» Problem requirements: Reproduce the entries shown below only from the line with "root and load" down to the line with "model.parameters, batcher, true);", keeping both end lines and copying each one exactly.

» Records for the exercise:

//! In-process request adapter: wraps an already-built [`InferenceRequest`]
//! so tests and embedders can submit requests without going through any
//! wire protocol at all.

use crate::adapter::RequestAdapter;
use crate::error::Error;
use crate::memory::Buffer;
use crate::observation::Trace;
use crate::request::InferenceRequest;
use crate::tensor::TensorData;
use parking_lot::Mutex;
use std::sync::Arc;

pub struct NativeAdapter {
    request: Mutex<Option<InferenceRequest>>,
    trace: Option<Trace>,
}

impl NativeAdapter {
    pub fn new(request: InferenceRequest) -> Self {
        NativeAdapter {
            request: Mutex::new(Some(request)),
            trace: None,
        }
    }

    pub fn with_trace(mut self, trace: Trace) -> Self {
        self.trace = Some(trace);
        self
    }
}

impl RequestAdapter for NativeAdapter {
    fn input_sizes(&self) -> Vec<usize> {
        self.request
            .lock()
            .as_ref()
            .map(|r| r.inputs.iter().map(|t| t.data.len()).collect())
            .unwrap_or_default()
    }

    fn materialize(
        &self,
        input_buffers: &[Arc<Buffer>],
        input_offsets: &mut [usize],
        _output_buffers: &[Arc<Buffer>],
        _output_offsets: &mut [usize],
    ) -> Option<InferenceRequest> {
        let mut guard = self.request.lock();
        let mut new_inputs = Vec::new();
        {
            let request = guard.as_ref()?;
            if request.inputs.len() > input_buffers.len() {
                return None;
            }
            for (i, tensor) in request.inputs.iter().enumerate() {
                let bytes = tensor.data.as_bytes();
                if input_offsets[i] + bytes.len() > input_buffers[i].len() {
                    return None;
                }
            }
            for (i, tensor) in request.inputs.iter().enumerate() {
                let bytes = tensor.data.as_bytes();
                let offset = input_offsets[i];
                input_buffers[i].write_at(offset, bytes);
                let mut materialized = tensor.clone();
                materialized.data = TensorData::Pooled {
                    buffer: input_buffers[i].clone(),
                    offset,
                    len: bytes.len(),
                };
                new_inputs.push(materialized);
                input_offsets[i] += bytes.len();
            }
        }

        let mut request = guard.take()?;
        request.inputs = new_inputs;
        Some(request)
    }

    fn error_handler(&self, error: Error) {
        log::error!("native adapter request failed before batching: {error}");
    }

    fn trace(&self) -> Option<&Trace> {
        self.trace.as_ref()
    }
}

#[cfg(test)]
mod tests {
    use super::*;
    use crate::memory::MemoryPool;
    use crate::request::InferenceRequest;
    use crate::tensor::InferenceTensor;
    use crate::types::DataType;

    #[test]
    fn materializes_exactly_once() {
        let mut request = InferenceRequest::new("req-1", "echo");
        request.add_input_tensor(InferenceTensor::new(
            "input",
            vec![1],
            DataType::I32,
            TensorData::Owned(4i32.to_le_bytes().to_vec()),
        ));
        let adapter = NativeAdapter::new(request);
        let pool = MemoryPool::new();
        let input_buffers = vec![Arc::new(pool.get(Some("cpu"), 4).unwrap())];
        let mut input_offsets = vec![0usize];

        assert!(adapter
            .materialize(&input_buffers, &mut input_offsets, &[], &mut [])
            .is_some());
        assert!(adapter
            .materialize(&input_buffers, &mut input_offsets, &[], &mut [])
            .is_none());
    }

    #[test]
    fn two_requests_share_one_input_buffer() {
        let pool = MemoryPool::new();
        let input_buffers = vec![Arc::new(pool.get(Some("cpu"), 8).unwrap())];
        let mut input_offsets = vec![0usize];

        let mut first = InferenceRequest::new("a", "echo");
        first.add_input_tensor(InferenceTensor::new(
            "input",
            vec![1],
            DataType::I32,
            TensorData::Owned(1i32.to_le_bytes().to_vec()),
        ));
        let adapter_a = NativeAdapter::new(first);
        let materialized_a = adapter_a
            .materialize(&input_buffers, &mut input_offsets, &[], &mut [])
            .unwrap();
        assert_eq!(materialized_a.inputs[0].data.as_bytes(), 1i32.to_le_bytes());

        let mut second = InferenceRequest::new("b", "echo");
        second.add_input_tensor(InferenceTensor::new(
            "input",
            vec![1],
            DataType::I32,
            TensorData::Owned(2i32.to_le_bytes().to_vec()),
        ));
        let adapter_b = NativeAdapter::new(second);
        let materialized_b = adapter_b
            .materialize(&input_buffers, &mut input_offsets, &[], &mut [])
            .unwrap();
        assert_eq!(materialized_b.inputs[0].data.as_bytes(), 2i32.to_le_bytes());

        // Both requests' tensors point into the same underlying buffer,
        // packed one after another.
        assert_eq!(input_offsets[0], 8);
        assert_eq!(input_buffers[0].slice(0, 4), 1i32.to_le_bytes());
        assert_eq!(input_buffers[0].slice(4, 4), 2i32.to_le_bytes());
    }

    #[test]
    fn request_that_overruns_the_buffer_is_not_materialized() {
        let pool = MemoryPool::new();
        let input_buffers = vec![Arc::new(pool.get(Some("cpu"), 4).unwrap())];
        let mut input_offsets = vec![2usize];

        let mut request = InferenceRequest::new("too-big", "echo");
        request.add_input_tensor(InferenceTensor::new(
            "input",
            vec![1],
            DataType::I32,
            TensorData::Owned(4i32.to_le_bytes().to_vec()),
        ));
        let adapter = NativeAdapter::new(request);
        assert!(adapter
            .materialize(&input_buffers, &mut input_offsets, &[], &mut [])
            .is_none());
        assert_eq!(input_offsets[0], 2, "offset must be left untouched on failure");
    }
}
//! Manual `--flag value` argument parsing layered on top of
//! [`crate::config::ServerConfig`]'s environment defaults. No `clap`
//! dependency exists anywhere in the teacher workspace, so this follows its
//! own `std::env::args()` convention instead (see `continuum-core/src/main.rs`).

use crate::config::ServerConfig;
use crate::error::{Error, Result};

pub const HELP_TEXT: &str = "\
inferd - inference server core

USAGE:
    inferd [OPTIONS]

OPTIONS:
    --model-repository <path>        Root directory of model configs (default: ./models)
    --enable-repository-watcher      Watch the model repository for changes
    --use-polling-watcher            Use a polling watcher instead of OS file events
    --http-port <port>                HTTP port (default: 8998)
    --grpc-port <port>                gRPC port (default: 50051)
    --worker-dir <path>               Directory searched for worker-kind libraries
    --batch-size <n>                  Default batch size for loaded endpoints
    --batch-timeout-ms <ms>           Default batch timeout in milliseconds
    --log-level <level>               env_logger filter (default: info)
    --help                            Print this help text and exit
";

/// Outcome of parsing argv: either a config ready to run with, or a request
/// to print help and exit cleanly before doing anything else.
pub enum ParseOutcome {
    Run,
    Help,
}

pub fn parse_args(config: &mut ServerConfig, args: impl IntoIterator<Item = String>) -> Result<ParseOutcome> {
    let mut args = args.into_iter().peekable();
    args.next(); // argv[0]

    while let Some(flag) = args.next() {
        let mut value = || {
            args.next()
                .ok_or_else(|| Error::invalid_argument(format!("{flag} requires a value")))
        };

        match flag.as_str() {
            "--help" => return Ok(ParseOutcome::Help),
            "--model-repository" => config.model_repository = value()?.into(),
            "--enable-repository-watcher" => config.enable_repository_watcher = true,
            "--use-polling-watcher" => config.use_polling_watcher = true,
            "--http-port" => {
                config.http_port = value()?
                    .parse()
                    .map_err(|_| Error::invalid_argument("--http-port expects a port number"))?;
            }
            "--grpc-port" => {
                config.grpc_port = value()?
                    .parse()
                    .map_err(|_| Error::invalid_argument("--grpc-port expects a port number"))?;
            }
            "--worker-dir" => config.worker_library_dir = value()?.into(),
            "--batch-size" => {
                config.default_batch_size = value()?
                    .parse()
                    .map_err(|_| Error::invalid_argument("--batch-size expects an integer"))?;
            }
            "--batch-timeout-ms" => {
                config.default_batch_timeout_ms = value()?
                    .parse()
                    .map_err(|_| Error::invalid_argument("--batch-timeout-ms expects an integer"))?;
            }
            "--log-level" => config.log_level = value()?,
            other => {
                return Err(Error::invalid_argument(format!("unrecognized flag: {other}")));
            }
        }
    }

    Ok(ParseOutcome::Run)
}

#[cfg(test)]
mod tests {
    use super::*;

    #[test]
    fn overrides_defaults_from_flags() {
        let mut config = ServerConfig::default();
        let args = vec![
            "inferd".to_string(),
            "--batch-size".to_string(),
            "8".to_string(),
            "--log-level".to_string(),
            "debug".to_string(),
        ];
        assert!(matches!(parse_args(&mut config, args).unwrap(), ParseOutcome::Run));
        assert_eq!(config.default_batch_size, 8);
        assert_eq!(config.log_level, "debug");
    }

    #[test]
    fn parses_the_spec_required_flags() {
        let mut config = ServerConfig::default();
        let args = vec![
            "inferd".to_string(),
            "--model-repository".to_string(),
            "/tmp/models".to_string(),
            "--enable-repository-watcher".to_string(),
            "--use-polling-watcher".to_string(),
            "--http-port".to_string(),
            "9000".to_string(),
            "--grpc-port".to_string(),
            "9001".to_string(),
        ];
        assert!(matches!(parse_args(&mut config, args).unwrap(), ParseOutcome::Run));
        assert_eq!(config.model_repository.to_str().unwrap(), "/tmp/models");
        assert!(config.enable_repository_watcher);
        assert!(config.use_polling_watcher);
        assert_eq!(config.http_port, 9000);
        assert_eq!(config.grpc_port, 9001);
    }

    #[test]
    fn help_short_circuits_without_touching_config() {
        let mut config = ServerConfig::default();
        let args = vec!["inferd".to_string(), "--help".to_string()];
        assert!(matches!(parse_args(&mut config, args).unwrap(), ParseOutcome::Help));
    }

    #[test]
    fn rejects_unknown_flags() {
        let mut config = ServerConfig::default();
        let args = vec!["inferd".to_string(), "--bogus".to_string()];
        assert!(parse_args(&mut config, args).is_err());
    }

    #[test]
    fn rejects_flag_missing_its_value() {
        let mut config = ServerConfig::default();
        let args = vec!["inferd".to_string(), "--batch-size".to_string()];
        assert!(parse_args(&mut config, args).is_err());
    }

    #[test]
    fn rejects_bad_port_value() {
        let mut config = ServerConfig::default();
        let args = vec!["inferd".to_string(), "--http-port".to_string(), "not-a-port".to_string()];
        assert!(parse_args(&mut config, args).is_err());
    }
}
//! Ties the endpoint registry, memory pool, and configuration together into
//! the single value an embedder (or `main.rs`) holds.
//!
//! Wiring style follows `grpc/service.rs`'s `InferenceService` constructor
//! pattern: fields built up behind `Arc`s so the value can be cloned cheaply
//! across tasks.

use crate::adapters::NativeAdapter;
use crate::config::ServerConfig;
use crate::endpoint::Manager;
use crate::error::{Error, Result};
use crate::observation::PipelineCounters;
use crate::repository::Repository;
use crate::request::{InferenceRequest, InferenceResponse};
use std::sync::Arc;
use tokio::runtime::Handle;
use tokio::sync::oneshot;

pub struct Server {
    config: ServerConfig,
    manager: Arc<Manager>,
    counters: Arc<PipelineCounters>,
}

impl Server {
    pub fn new(config: ServerConfig, runtime: Handle) -> Self {
        let manager = Manager::new(runtime, config.worker_library_dir.clone());
        Server {
            config,
            manager,
            counters: PipelineCounters::new(),
        }
    }

    pub fn manager(&self) -> &Arc<Manager> {
        &self.manager
    }

    pub fn counters(&self) -> &Arc<PipelineCounters> {
        &self.counters
    }

    /// Discover every model under the configured repository root and load
    /// an endpoint for each, returning the endpoint names actually created
    /// (deduped pairs reuse an existing one and are not repeated here).
    pub fn load_repository(&self) -> Result<Vec<String>> {
        let repository = Repository::new(self.config.model_repository.clone());
        let mut endpoints = Vec::new();
        for model in repository.discover()? {
            let batcher = crate::batching::BatcherConfig::new(
                if model.batch_size > 0 {
                    model.batch_size
                } else {
                    self.config.default_batch_size
                },
                if model.timeout_ms > 0 {
                    model.timeout_ms
                } else {
                    self.config.default_batch_timeout_ms
                },
            );
            let endpoint = self
                .manager
                .load_endpoint(&model.worker_kind, model.parameters, batcher, true);
            endpoints.push(endpoint);
        }
        Ok(endpoints)
    }

    /// Load an endpoint for `kind` with default parameters. `share=false`
    /// adds another worker to an existing `(kind, parameters)` group instead
    /// of reusing it as a single-worker no-op.
    pub fn load_endpoint(&self, kind: &str, share: bool) -> String {
        self.manager.load_endpoint(
            kind,
            crate::parameters::ParameterMap::new(),
            self.config.default_batcher(),
            share,
        )
    }

    /// Submit a request to `endpoint` and await its response. This is the
    /// in-process path every `RequestAdapter` ultimately feeds into; REST/
    /// gRPC adapters would call the equivalent of this from their own
    /// handler after decoding the wire request.
    pub async fn infer(&self, endpoint: &str, request: InferenceRequest) -> Result<InferenceResponse> {
        self.counters.record_received();

        let (tx, rx) = oneshot::channel();
        let original_id = request.id.clone();
        let tx = std::sync::Mutex::new(Some(tx));
        let request = request.with_callback(Box::new(move |result| {
            if let Some(tx) = tx.lock().unwrap().take() {
                let _ = tx.send(result);
            }
        }));

        let adapter: Arc<dyn crate::adapter::RequestAdapter> = Arc::new(NativeAdapter::new(request));
        if !self.manager.submit(endpoint, adapter).await {
            self.counters.record_failed();
            return Err(Error::invalid_argument(format!("unknown endpoint: {endpoint}")));
        }

        match rx.await {
            Ok(Ok(response)) => {
                self.counters.record_completed();
                Ok(response)
            }
            Ok(Err(e)) => {
                self.counters.record_failed();
                Err(e)
            }
            Err(_) => {
                self.counters.record_failed();
                Err(Error::runtime(format!("request {original_id} was dropped before completion")))
            }
        }
    }

    pub fn unload_endpoint(&self, endpoint: &str) {
        self.manager.unload_endpoint(endpoint);
    }
}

» Response for this exercise:
    /// Discover every model under the configured repository root and load
    /// an endpoint for each, returning the endpoint names actually created
    /// (deduped pairs reuse an existing one and are not repeated here).
    pub fn load_repository(&self) -> Result<Vec<String>> {
        let repository = Repository::new(self.config.model_repository.clone());
        let mut endpoints = Vec::new();
        for model in repository.discover()? {
            let batcher = crate::batching::BatcherConfig::new(
                if model.batch_size > 0 {
                    model.batch_size
                } else {
                    self.config.default_batch_size
                },
                if model.timeout_ms > 0 {
                    model.timeout_ms
                } else {
                    self.config.default_batch_timeout_ms
                },
            );
            let endpoint = self
                .manager
                .load_endpoint(&model.worker_kind, model.parameters, batcher, true);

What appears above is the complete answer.